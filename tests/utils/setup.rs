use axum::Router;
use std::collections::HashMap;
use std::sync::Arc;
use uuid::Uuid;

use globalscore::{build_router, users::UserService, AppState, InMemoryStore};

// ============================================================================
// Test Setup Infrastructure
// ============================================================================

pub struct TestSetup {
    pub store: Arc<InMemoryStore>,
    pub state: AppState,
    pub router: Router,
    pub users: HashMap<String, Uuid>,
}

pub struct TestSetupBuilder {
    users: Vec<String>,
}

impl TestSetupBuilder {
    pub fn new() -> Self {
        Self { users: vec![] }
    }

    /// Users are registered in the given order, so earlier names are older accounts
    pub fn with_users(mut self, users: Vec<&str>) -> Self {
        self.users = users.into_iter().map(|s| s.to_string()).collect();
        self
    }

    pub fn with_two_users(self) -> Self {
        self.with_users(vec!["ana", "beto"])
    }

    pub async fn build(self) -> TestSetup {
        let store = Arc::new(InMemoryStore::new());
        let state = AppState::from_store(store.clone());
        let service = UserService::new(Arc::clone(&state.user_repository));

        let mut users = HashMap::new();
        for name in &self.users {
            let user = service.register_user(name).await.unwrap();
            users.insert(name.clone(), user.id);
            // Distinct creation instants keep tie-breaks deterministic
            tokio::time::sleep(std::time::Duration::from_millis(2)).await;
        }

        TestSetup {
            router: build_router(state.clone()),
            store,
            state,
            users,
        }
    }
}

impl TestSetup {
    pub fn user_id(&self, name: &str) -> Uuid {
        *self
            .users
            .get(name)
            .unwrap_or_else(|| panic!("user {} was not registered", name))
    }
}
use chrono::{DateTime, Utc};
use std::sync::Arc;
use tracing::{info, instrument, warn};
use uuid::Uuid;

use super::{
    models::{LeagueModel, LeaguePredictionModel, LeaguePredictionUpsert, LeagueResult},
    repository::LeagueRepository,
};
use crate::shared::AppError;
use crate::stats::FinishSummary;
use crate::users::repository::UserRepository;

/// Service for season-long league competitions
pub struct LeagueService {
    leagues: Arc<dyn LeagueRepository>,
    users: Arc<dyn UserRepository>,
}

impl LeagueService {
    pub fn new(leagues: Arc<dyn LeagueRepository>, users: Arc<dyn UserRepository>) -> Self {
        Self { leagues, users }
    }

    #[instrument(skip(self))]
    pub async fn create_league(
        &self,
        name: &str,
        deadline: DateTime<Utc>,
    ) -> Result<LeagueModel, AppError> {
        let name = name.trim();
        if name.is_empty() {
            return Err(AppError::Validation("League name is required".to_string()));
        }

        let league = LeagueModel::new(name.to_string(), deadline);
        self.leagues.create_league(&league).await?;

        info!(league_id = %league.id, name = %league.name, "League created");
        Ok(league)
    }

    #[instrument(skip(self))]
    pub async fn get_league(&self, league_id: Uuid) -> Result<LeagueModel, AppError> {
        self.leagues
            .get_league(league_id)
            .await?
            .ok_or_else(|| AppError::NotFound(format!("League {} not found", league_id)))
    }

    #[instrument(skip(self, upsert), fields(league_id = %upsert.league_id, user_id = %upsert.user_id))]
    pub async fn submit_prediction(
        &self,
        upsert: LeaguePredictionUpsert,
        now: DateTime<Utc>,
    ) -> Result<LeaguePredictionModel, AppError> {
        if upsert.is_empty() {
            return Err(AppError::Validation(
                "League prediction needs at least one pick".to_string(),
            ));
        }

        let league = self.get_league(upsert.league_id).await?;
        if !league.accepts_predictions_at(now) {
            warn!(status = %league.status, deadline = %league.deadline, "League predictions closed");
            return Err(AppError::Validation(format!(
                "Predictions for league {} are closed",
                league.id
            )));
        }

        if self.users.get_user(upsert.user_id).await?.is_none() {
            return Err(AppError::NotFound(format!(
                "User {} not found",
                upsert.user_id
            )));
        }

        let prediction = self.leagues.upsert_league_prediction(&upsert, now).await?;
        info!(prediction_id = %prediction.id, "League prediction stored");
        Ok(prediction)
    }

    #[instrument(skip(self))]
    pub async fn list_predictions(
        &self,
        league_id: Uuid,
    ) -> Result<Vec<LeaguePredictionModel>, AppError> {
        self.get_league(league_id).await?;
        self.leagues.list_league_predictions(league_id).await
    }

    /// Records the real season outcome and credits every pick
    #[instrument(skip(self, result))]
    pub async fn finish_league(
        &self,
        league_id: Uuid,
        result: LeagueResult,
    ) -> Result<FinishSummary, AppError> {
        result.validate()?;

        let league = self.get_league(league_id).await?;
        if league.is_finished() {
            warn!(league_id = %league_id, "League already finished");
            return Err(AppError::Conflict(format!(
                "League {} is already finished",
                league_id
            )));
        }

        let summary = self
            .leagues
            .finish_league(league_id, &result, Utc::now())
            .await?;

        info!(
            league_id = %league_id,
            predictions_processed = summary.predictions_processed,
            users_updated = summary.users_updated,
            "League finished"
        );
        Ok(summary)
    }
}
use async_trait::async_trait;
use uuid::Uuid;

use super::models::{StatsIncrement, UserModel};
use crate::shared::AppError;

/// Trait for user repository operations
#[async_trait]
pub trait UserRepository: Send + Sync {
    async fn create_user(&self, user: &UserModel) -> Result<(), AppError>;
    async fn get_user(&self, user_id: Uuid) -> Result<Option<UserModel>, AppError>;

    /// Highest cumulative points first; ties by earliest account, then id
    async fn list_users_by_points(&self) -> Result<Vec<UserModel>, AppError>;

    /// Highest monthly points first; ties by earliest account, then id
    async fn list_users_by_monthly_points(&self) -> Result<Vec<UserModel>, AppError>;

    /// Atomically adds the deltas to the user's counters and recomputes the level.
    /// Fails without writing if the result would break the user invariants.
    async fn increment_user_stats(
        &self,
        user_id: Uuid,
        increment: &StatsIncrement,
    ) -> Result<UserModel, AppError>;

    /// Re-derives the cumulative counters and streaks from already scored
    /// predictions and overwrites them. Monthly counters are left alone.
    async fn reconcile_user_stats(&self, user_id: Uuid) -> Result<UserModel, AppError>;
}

» **Problem details**:
Scan the material above for lines holding the string "LeagueService" and copy those lines.

» **Answer for this exercise**:
pub struct LeagueService {
impl LeagueService {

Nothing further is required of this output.